5. Sexploitation: Helping Kids Develop Healthy Sexuality in a Porn-Driven World by Cindy Pierce
6. Girls and Sex: Navigating the Complicated New Landscape by Peggy Orenstein
7. *Mating in Captivity: Unlocking Erotic Intelligence by Esther Perel (*for parents)

Parenting Teens:

8. Masterminds and Wingmen: Helping our Boys Cope with Schoolyard Power, Locker-Room Tests, Girlfriends and the New Rules of Boy World by Rosalind Wiseman
9. The Curse of the Good Girl by Rachel Simmons
10. Protecting the Gift: Keeping Children and Teenagers Safe by Gavin De Becker

Parenting Young Children:

11. How to Raise a Wild Child: The Art and Science of Falling in Love with Nature by Scott D. Sampson
12. It’s OK Not to Share and other Renegade Rules for Raising Competent and Compassionate Kids by Heather Shumaker
13. Nurture Shock by Po Bronson
14. Best Friends, Worst Enemies: Understanding the Social Lives of Children by Michael Thompson, PhD
15. Raising Kids who Can by Amy Lew and Betty Lou Bettner

Of course, my books are required reading!
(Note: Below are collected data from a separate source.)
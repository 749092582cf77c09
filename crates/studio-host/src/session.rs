//! Per-call execution context.

use chrono::{NaiveDate, Utc};
use serde::{Deserialize, Serialize};
use std::fmt;
use studio_core::UserId;

/// The execution context the host attaches to every engine call.
///
/// `today` is the current date *in the caller's timezone* — delegation
/// expiry is compared against it, so the host is responsible for the
/// timezone conversion. `elevated` marks internal/system execution:
/// background maintenance and host automations run elevated and are
/// never gated by approvals.
#[derive(Debug, Clone, PartialEq, Eq, Serialize, Deserialize)]
pub struct Session {
    /// The current user.
    pub user: UserId,
    /// Current date in the caller's timezone.
    pub today: NaiveDate,
    /// Whether this is an elevated (internal/system) context.
    pub elevated: bool,
}

impl Session {
    /// Create an ordinary user session dated today (UTC).
    #[must_use]
    pub fn user(user: UserId) -> Self {
        Self {
            user,
            today: Utc::now().date_naive(),
            elevated: false,
        }
    }

    /// Create an elevated (system) session dated today (UTC).
    #[must_use]
    pub fn elevated(user: UserId) -> Self {
        Self {
            user,
            today: Utc::now().date_naive(),
            elevated: true,
        }
    }

    /// Override the session date (host timezone conversion, tests).
    #[must_use]
    pub fn with_today(mut self, today: NaiveDate) -> Self {
        self.today = today;
        self
    }
}

impl fmt::Display for Session {
    fn fmt(&self, f: &mut fmt::Formatter<'_>) -> fmt::Result {
        if self.elevated {
            write!(f, "{} (elevated)", self.user)
        } else {
            write!(f, "{}", self.user)
        }
    }
}

#[cfg(test)]
mod tests {
    use super::*;

    #[test]
    fn test_session_flags() {
        let u = UserId::new();
        assert!(!Session::user(u).elevated);
        assert!(Session::elevated(u).elevated);
    }

    #[test]
    fn test_with_today() {
        let day = NaiveDate::from_ymd_opt(2024, 3, 1).unwrap();
        let s = Session::user(UserId::new()).with_today(day);
        assert_eq!(s.today, day);
    }
}
impl MemoryHost {
    /// Create an empty host.
    #[must_use]
    pub fn new() -> Self {
        Self {
            records: RwLock::new(HashMap::new()),
            operations: RwLock::new(HashMap::new()),
            groups: RwLock::new(HashMap::new()),
            read_denied: RwLock::new(HashSet::new()),
            write_denied: RwLock::new(HashSet::new()),
            activities: RwLock::new(HashMap::new()),
            messages: RwLock::new(Vec::new()),
            chatter_models: RwLock::new(HashSet::new()),
            regressions: RwLock::new(HashMap::new()),
        }
    }

    /// Register an entity type.
    pub fn add_model(&self, model: ModelName) {
        if let Ok(mut records) = self.records.write() {
            records.entry(model).or_default();
        }
    }

    /// Insert (or replace) a record. `fields` must be a JSON object.
    pub fn insert_record(&self, model: &ModelName, id: RecordId, fields: Value) {
        let fields = match fields {
            Value::Object(map) => map,
            _ => Fields::new(),
        };
        if let Ok(mut records) = self.records.write() {
            records.entry(model.clone()).or_default().insert(id, fields);
        }
    }

    /// Read one field of a record.
    #[must_use]
    pub fn field(&self, model: &ModelName, id: RecordId, name: &str) -> Option<Value> {
        let records = self.records.read().ok()?;
        records.get(model)?.get(&id)?.get(name).cloned()
    }

    /// Write one field of a record, firing any registered regression
    /// trigger that the transition matches.
    ///
    /// # Errors
    ///
    /// Returns `UnknownModel` / `RecordNotFound` for missing targets.
    pub fn write_field(
        &self,
        model: &ModelName,
        id: RecordId,
        name: &str,
        value: Value,
    ) -> HostResult<()> {
        let old = {
            let mut records = self
                .records
                .write()
                .map_err(|e| HostError::Storage(e.to_string()))?;
            let table = records.get_mut(model).ok_or_else(|| HostError::UnknownModel {
                model: model.clone(),
            })?;
            let fields = table.get_mut(&id).ok_or_else(|| HostError::RecordNotFound {
                model: model.clone(),
                record: id,
            })?;
            let old = fields.get(name).cloned();
            fields.insert(name.to_string(), value.clone());
            old
        };

        // Fire regression triggers outside the records lock so the
        // callback can freely touch the host again.
        let callback = {
            let regressions = self
                .regressions
                .read()
                .map_err(|e| HostError::Storage(e.to_string()))?;
            regressions.get(model).and_then(|(rules, callback)| {
                rules
                    .iter()
                    .any(|r| r.matches(name, old.as_ref(), &value))
                    .then(|| callback.clone())
            })
        };
        if let Some(callback) = callback {
            tracing::debug!(%model, record = %id, field = name, "regression trigger fired");
            callback(model, &[id]);
        }
        Ok(())
    }

    /// Register the original implementation of an operation.
    pub fn register_operation(&self, model: &ModelName, method: &MethodName, op: OperationFn) {
        if let Ok(mut operations) = self.operations.write() {
            operations.insert((model.clone(), method.clone()), op);
        }
    }

    /// Invoke whatever callable is currently registered under
    /// `(call.model, method)` — the gated wrapper once the interceptor
    /// has patched it.
    ///
    /// # Errors
    ///
    /// Returns `UnknownOperation` when nothing is registered.
    pub fn invoke(&self, method: &MethodName, call: &OperationCall) -> HostResult<Value> {
        let op = self
            .operation(&call.model, method)
            .ok_or_else(|| HostError::UnknownOperation {
                model: call.model.clone(),
                method: method.clone(),
            })?;
        op(call)
    }

    /// Define a group's membership, replacing any previous one.
    pub fn set_group(&self, group: GroupId, members: impl IntoIterator<Item = UserId>) {
        if let Ok(mut groups) = self.groups.write() {
            groups.insert(group, members.into_iter().collect());
        }
    }

    /// Deny `user` read capability on `model`.
    pub fn deny_read(&self, model: &ModelName, user: UserId) {
        if let Ok(mut denied) = self.read_denied.write() {
            denied.insert((model.clone(), user));
        }
    }

    /// Deny `user` write capability on `model`.
    pub fn deny_write(&self, model: &ModelName, user: UserId) {
        if let Ok(mut denied) = self.write_denied.write() {
            denied.insert((model.clone(), user));
        }
    }

    /// Mark an entity type as supporting message posting.
    pub fn enable_messaging(&self, model: &ModelName) {
        if let Ok(mut chatter) = self.chatter_models.write() {
            chatter.insert(model.clone());
        }
    }

    /// Currently scheduled (not cancelled) activities.
    #[must_use]
    pub fn live_activities(&self) -> Vec<ActivityRequest> {
        self.activities
            .read()
            .map(|a| a.values().cloned().collect())
            .unwrap_or_default()
    }

    /// Messages posted so far, in order.
    #[must_use]
    pub fn posted_messages(&self) -> Vec<(RecordRef, MessagePost)> {
        self.messages.read().map(|m| m.clone()).unwrap_or_default()
    }

    fn record_exists(&self, model: &ModelName, id: RecordId) -> HostResult<()> {
        let records = self
            .records
            .read()
            .map_err(|e| HostError::Storage(e.to_string()))?;
        let table = records.get(model).ok_or_else(|| HostError::UnknownModel {
            model: model.clone(),
        })?;
        if table.contains_key(&id) {
            Ok(())
        } else {
            Err(HostError::RecordNotFound {
                model: model.clone(),
                record: id,
            })
        }
    }

    fn record_fields(&self, model: &ModelName, id: RecordId) -> HostResult<Fields> {
        let records = self
            .records
            .read()
            .map_err(|e| HostError::Storage(e.to_string()))?;
        records
            .get(model)
            .ok_or_else(|| HostError::UnknownModel {
                model: model.clone(),
            })?
            .get(&id)
            .cloned()
            .ok_or_else(|| HostError::RecordNotFound {
                model: model.clone(),
                record: id,
            })
    }
}
//! Message posting on records.

use serde::{Deserialize, Serialize};
use studio_core::{RecordRef, UserId};

use crate::error::HostResult;

/// A human-readable note to post on a record.
#[derive(Debug, Clone, PartialEq, Eq, Serialize, Deserialize)]
pub struct MessagePost {
    /// Who the note is authored by.
    pub author: UserId,
    /// Users to notify about the note.
    pub recipients: Vec<UserId>,
    /// Rendered message body.
    pub body: String,
}

/// Host-provided message posting.
///
/// Posting on an entity type that does not support messaging is a
/// silent no-op, not an error — callers must never be blocked by a
/// missing chatter.
pub trait Messenger: Send + Sync {
    /// Post a note on a record.
    ///
    /// # Errors
    ///
    /// Returns an error only for real delivery failures; unsupported
    /// entity types return `Ok(())`.
    fn post(&self, record: &RecordRef, message: MessagePost) -> HostResult<()>;
}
Duct Tape Parenting: This is the book that introduced my Less is More Approach to parenting which is the remedy for all the Helicopter Parenting going on at the time. The book offers parents new ideas on how to be involved in their kids lives (without taking over) and restores balance to the parent/child relationship.

Straight Talk on Parenting: Parents who loved the ideas in Duct Tape wanted to know how I applied the ideas into daily life with kids. This is a book that details my process with dozens of stories from real parents who applied them and got results.

Parenting as Partners: If you and your partner are squabbling over what’s best for the kids, this book will help you get back on the same page. Parenting as Partners shows parents how to gather information from their own childhood and help them understand their current parenting practices. This allows parenting partners to share their stories, find common ground and come together in the best interest of the kids to create a cohesive and collaborative parenting plan they both stand behind.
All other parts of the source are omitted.